Art Brut (Raw Art) coincided with the Italian Art Povera which in turn was a reaction against Abstract art in the 1950s. The movement also refers to the “poor” materials used, i.e. burlap sacking, earth, rope, rocks, paper and clothing. Art Informel (mainly in Germany) was similar in the sense of rejecting traditional art in favour of non-geometric Abstraction. From these three art movements it is possible to see that post war European art had gone through a major change in its progression from “High” academic art to ground-breaking beginnings which are fuelled by a primitive base. This echoes the desire of the Dadaist movement that wanted to reject previous art and start from the beginning.
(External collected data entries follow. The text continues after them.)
// Copyright (c) 2025 woxQAQ
//
// Licensed under the MIT License or Apache License 2.0
// See LICENSE files for details
//
//! # Error types for semantic analysis
//!
//! This module defines error types used throughout the semantic analysis layer.
//! Every error maps to a stable code and an [`IssueCategory`] so that hosts can
//! filter diagnostics without matching on message text.

use crate::diagnostics::IssueCategory;
use ecsql_catalog::CatalogError;
use ecsql_ir::TreeError;
use thiserror::Error;

/// Result type alias for semantic operations
pub type SemanticResult<T> = Result<T, SemanticError>;

/// Errors that can occur during semantic analysis
#[derive(Debug, Error, Clone, PartialEq, Eq)]
pub enum SemanticError {
    /// Class not found in the repository or in an enclosing WITH clause
    #[error("Class not found: {0}")]
    UnknownClass(String),

    /// Unqualified class name present in several schemas
    #[error("Ambiguous class '{name}' (found in schemas {schemas:?})")]
    AmbiguousClass { name: String, schemas: Vec<String> },

    /// Property path matches nothing visible from the expression
    #[error("Property not found: {0}")]
    UnknownProperty(String),

    /// Property path matches more than one range class
    #[error("Ambiguous property reference: {path} (found in {candidates:?})")]
    AmbiguousProperty {
        path: String,
        candidates: Vec<String>,
    },

    /// Operand types are not comparable
    #[error("Type mismatch: {left} is not compatible with {right}")]
    TypeMismatch { left: String, right: String },

    /// Operator not allowed for an operand type
    #[error("Operator {operator} is not supported for type {type_name}")]
    UnsupportedOperatorForType { operator: String, type_name: String },

    /// Operand type not allowed in a predicate at all
    #[error("Type {0} cannot be used in a predicate")]
    UnsupportedOperandType(String),

    /// Class does not satisfy either end of a relationship
    #[error("Class '{class}' is not related through '{relationship}'")]
    NotRelated { class: String, relationship: String },

    /// More than one FROM entry qualifies for a relationship end
    #[error("Ambiguous end of relationship '{relationship}': {candidates:?}")]
    AmbiguousEnd {
        relationship: String,
        candidates: Vec<String>,
    },

    /// Self-relationship join without FORWARD or BACKWARD
    #[error("Relationship '{0}' joins a class to itself; specify FORWARD or BACKWARD")]
    MissingJoinDirection(String),

    /// Explicit direction contradicts the constraint membership of the joined class
    #[error("Direction {direction} of relationship '{relationship}' does not match class '{class}'")]
    InvalidJoinDirection {
        relationship: String,
        class: String,
        direction: String,
    },

    /// ORDER BY on a branch of a compound SELECT, or a computed compound sort key
    #[error("Invalid ORDER BY in compound SELECT: {0}")]
    InvalidOrderByForCompoundQuery(String),

    /// GROUP BY key that is a parameter, a constant or a navigation value
    #[error("Invalid GROUP BY expression: {0}")]
    InvalidGroupByOperand(String),

    /// ORDER BY key that is not a primitive or is a point/geometry
    #[error("Invalid ORDER BY expression: {0}")]
    InvalidOrderByOperand(String),

    /// LIMIT or OFFSET that is not numeric
    #[error("LIMIT and OFFSET must be numeric: {0}")]
    InvalidLimitOffsetOperand(String),

    /// Two FROM entries share a name
    #[error("Duplicate range alias: {0}")]
    DuplicateRangeAlias(String),

    /// Compound branches select a different number of columns
    #[error("Set operation column count mismatch: left has {left} columns, right has {right} columns")]
    SetOperationColumnCountMismatch { left: usize, right: usize },

    /// CTE column count mismatch
    #[error("CTE '{cte}' defines {defined} columns but query returns {returned} columns")]
    CteColumnCountMismatch {
        cte: String,
        defined: usize,
        returned: usize,
    },

    /// HAVING in a SELECT without GROUP BY
    #[error("A GROUP BY clause is mandatory before HAVING: {0}")]
    HavingWithoutGroupBy(String),

    /// Misused window function, unknown named window, or bad frame offset
    #[error("Invalid window function: {0}")]
    InvalidWindowFunction(String),

    /// UPDATE/INSERT target that cannot be assigned
    #[error("Invalid assignment target: {0}")]
    InvalidAssignmentTarget(String),

    /// INSERT property and value lists differ in length
    #[error("INSERT lists {properties} properties but {values} values")]
    ValueCountMismatch { properties: usize, values: usize },

    /// Subquery in value position that does not return exactly one column
    #[error("Subquery must return exactly one column, it returns {0}")]
    InvalidSubquery(usize),

    /// Statement nests deeper than the configured limit
    #[error("Statement nesting exceeds the maximum depth of {0}")]
    NestingTooDeep(usize),

    /// Tree was finalized by an earlier analysis
    #[error("Statement has already been analyzed")]
    AlreadyFinalized,

    /// Repository failure
    #[error("Catalog error: {0}")]
    Catalog(#[from] CatalogError),

    /// Write-once slot of the tree written twice
    #[error("Expression tree error: {0}")]
    Tree(#[from] TreeError),

    /// Operand reached a type check without a type
    #[error("Expression has no type: {0}")]
    UntypedOperand(String),
}

impl SemanticError {
    /// Stable identifier of the error kind
    pub fn code(&self) -> &'static str {
        match self {
            SemanticError::UnknownClass(_) => "UnknownClass",
            SemanticError::AmbiguousClass { .. } => "AmbiguousClass",
            SemanticError::UnknownProperty(_) => "UnknownProperty",
            SemanticError::AmbiguousProperty { .. } => "AmbiguousProperty",
            SemanticError::TypeMismatch { .. } => "TypeMismatch",
            SemanticError::UnsupportedOperatorForType { .. } => "UnsupportedOperatorForType",
            SemanticError::UnsupportedOperandType(_) => "UnsupportedOperandType",
            SemanticError::NotRelated { .. } => "NotRelated",
            SemanticError::AmbiguousEnd { .. } => "AmbiguousEnd",
            SemanticError::MissingJoinDirection(_) => "MissingJoinDirection",
            SemanticError::InvalidJoinDirection { .. } => "InvalidJoinDirection",
            SemanticError::InvalidOrderByForCompoundQuery(_) => "InvalidOrderByForCompoundQuery",
            SemanticError::InvalidGroupByOperand(_) => "InvalidGroupByOperand",
            SemanticError::InvalidOrderByOperand(_) => "InvalidOrderByOperand",
            SemanticError::InvalidLimitOffsetOperand(_) => "InvalidLimitOffsetOperand",
            SemanticError::DuplicateRangeAlias(_) => "DuplicateRangeAlias",
            SemanticError::SetOperationColumnCountMismatch { .. } => {
                "SetOperationColumnCountMismatch"
            }
            SemanticError::CteColumnCountMismatch { .. } => "CteColumnCountMismatch",
            SemanticError::HavingWithoutGroupBy(_) => "HavingWithoutGroupBy",
            SemanticError::InvalidWindowFunction(_) => "InvalidWindowFunction",
            SemanticError::InvalidAssignmentTarget(_) => "InvalidAssignmentTarget",
            SemanticError::ValueCountMismatch { .. } => "ValueCountMismatch",
            SemanticError::InvalidSubquery(_) => "InvalidSubquery",
            SemanticError::NestingTooDeep(_) => "NestingTooDeep",
            SemanticError::AlreadyFinalized => "AlreadyFinalized",
            SemanticError::Catalog(_) => "Catalog",
            SemanticError::Tree(_) => "Tree",
            SemanticError::UntypedOperand(_) => "UntypedOperand",
        }
    }

    pub fn category(&self) -> IssueCategory {
        match self {
            SemanticError::UnknownClass(_)
            | SemanticError::AmbiguousClass { .. }
            | SemanticError::UnknownProperty(_)
            | SemanticError::AmbiguousProperty { .. }
            | SemanticError::DuplicateRangeAlias(_) => IssueCategory::NameResolution,
            SemanticError::TypeMismatch { .. }
            | SemanticError::UnsupportedOperatorForType { .. }
            | SemanticError::UnsupportedOperandType(_) => IssueCategory::TypeSystem,
            SemanticError::NotRelated { .. }
            | SemanticError::AmbiguousEnd { .. }
            | SemanticError::MissingJoinDirection(_)
            | SemanticError::InvalidJoinDirection { .. } => IssueCategory::RelationshipJoin,
            SemanticError::InvalidOrderByForCompoundQuery(_)
            | SemanticError::InvalidGroupByOperand(_)
            | SemanticError::InvalidOrderByOperand(_)
            | SemanticError::InvalidLimitOffsetOperand(_)
            | SemanticError::SetOperationColumnCountMismatch { .. }
            | SemanticError::CteColumnCountMismatch { .. }
            | SemanticError::HavingWithoutGroupBy(_)
            | SemanticError::InvalidWindowFunction(_)
            | SemanticError::InvalidAssignmentTarget(_)
            | SemanticError::ValueCountMismatch { .. }
            | SemanticError::InvalidSubquery(_) => IssueCategory::ClauseShape,
            SemanticError::NestingTooDeep(_) | SemanticError::AlreadyFinalized => {
                IssueCategory::Limits
            }
            SemanticError::Catalog(_) => IssueCategory::Repository,
            SemanticError::Tree(_) | SemanticError::UntypedOperand(_) => IssueCategory::Internal,
        }
    }

    /// Map repository lookup failures onto the name-resolution taxonomy
    pub(crate) fn from_class_lookup(err: CatalogError) -> Self {
        match err {
            CatalogError::ClassNotFound { schema, name } => {
                let qualified = match schema {
                    Some(schema) => format!("{schema}.{name}"),
                    None => name,
                };
                SemanticError::UnknownClass(qualified)
            }
            CatalogError::AmbiguousClass { name, schemas } => {
                SemanticError::AmbiguousClass { name, schemas }
            }
            other => SemanticError::Catalog(other),
        }
    }
}

#[cfg(test)]
mod tests {
    use super::*;

    #[test]
    fn test_error_display_unknown_property() {
        let err = SemanticError::UnknownProperty("a.Foo".to_string());
        assert_eq!(format!("{}", err), "Property not found: a.Foo");
    }

    #[test]
    fn test_error_display_ambiguous_property() {
        let err = SemanticError::AmbiguousProperty {
            path: "I".to_string(),
            candidates: vec!["PSA".to_string(), "P".to_string()],
        };
        let msg = format!("{}", err);
        assert!(msg.contains("Ambiguous property reference"));
        assert!(msg.contains("PSA"));
    }

    #[test]
    fn test_error_display_cte_column_count() {
        let err = SemanticError::CteColumnCountMismatch {
            cte: "cte".to_string(),
            defined: 2,
            returned: 3,
        };
        assert_eq!(
            format!("{}", err),
            "CTE 'cte' defines 2 columns but query returns 3 columns"
        );
    }

    #[test]
    fn test_codes_and_categories() {
        let err = SemanticError::MissingJoinDirection("ecsql.PSAHasPSA".into());
        assert_eq!(err.code(), "MissingJoinDirection");
        assert_eq!(err.category(), IssueCategory::RelationshipJoin);

        let err = SemanticError::InvalidGroupByOperand("?".into());
        assert_eq!(err.category(), IssueCategory::ClauseShape);
    }

    #[test]
    fn test_class_lookup_mapping() {
        let err = SemanticError::from_class_lookup(CatalogError::ClassNotFound {
            schema: Some("ecsql".into()),
            name: "Nope".into(),
        });
        assert_eq!(err, SemanticError::UnknownClass("ecsql.Nope".into()));

        let err = SemanticError::from_class_lookup(CatalogError::NotARelationship("x".into()));
        assert_eq!(err.code(), "Catalog");
    }
}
It took a while before Debuffet overcame his doubt in art, twice he reverted to his father’s wine business. But in 1942 he made his choice to pursue an artistic career, painting child-like images, and work influenced by the insane. He also made assemblages of polyester sculptures. There is an unsettling violence to his work that can often be attributed to similar paintings, for example using children’s dolls.
Daniel Buren (1938 - )
Buren uses stripes as a neutral symbol in his sculpture, installing his art in and around Paris during the 60s. He was commissioned to use striped columns at the 2012 Monumenta festival in Paris. The latest installation at the Grand Palais has disks of plastic colours that fill the space and are mirrored from below. I personally don’t find his work rewarding because I don’t get any message, and like others think it is repetitive, but he is regarded as France’s most important living artist. His use of coloured plastic in the BALTIC Centre Contemporary Art exhibition reminds me of Matisse’s church windows that he produced at the end of his life. The reflected light is joyful but for me is closer to interior design techniques than to art. It is interesting that his concern is mainly the “scene of production”, i.e. the process of making, rather than representing anything but the work itself, so a conceptual artist. In terms of stripes, I think Bridgette Riley produces far more interesting work.
I am not sure what all this says about the late 20th Century, I suppose that people aren’t interested in ideas only material things and particularly processes that might relate to Information Technology; people glued to machines and appended to their devices. I am convinced the ‘computer’ will prove to be the womb of future art, but the gestation period seems a bit protracted. However we are starting from the beginning, which is of course the end, and the end is indeed the beginning”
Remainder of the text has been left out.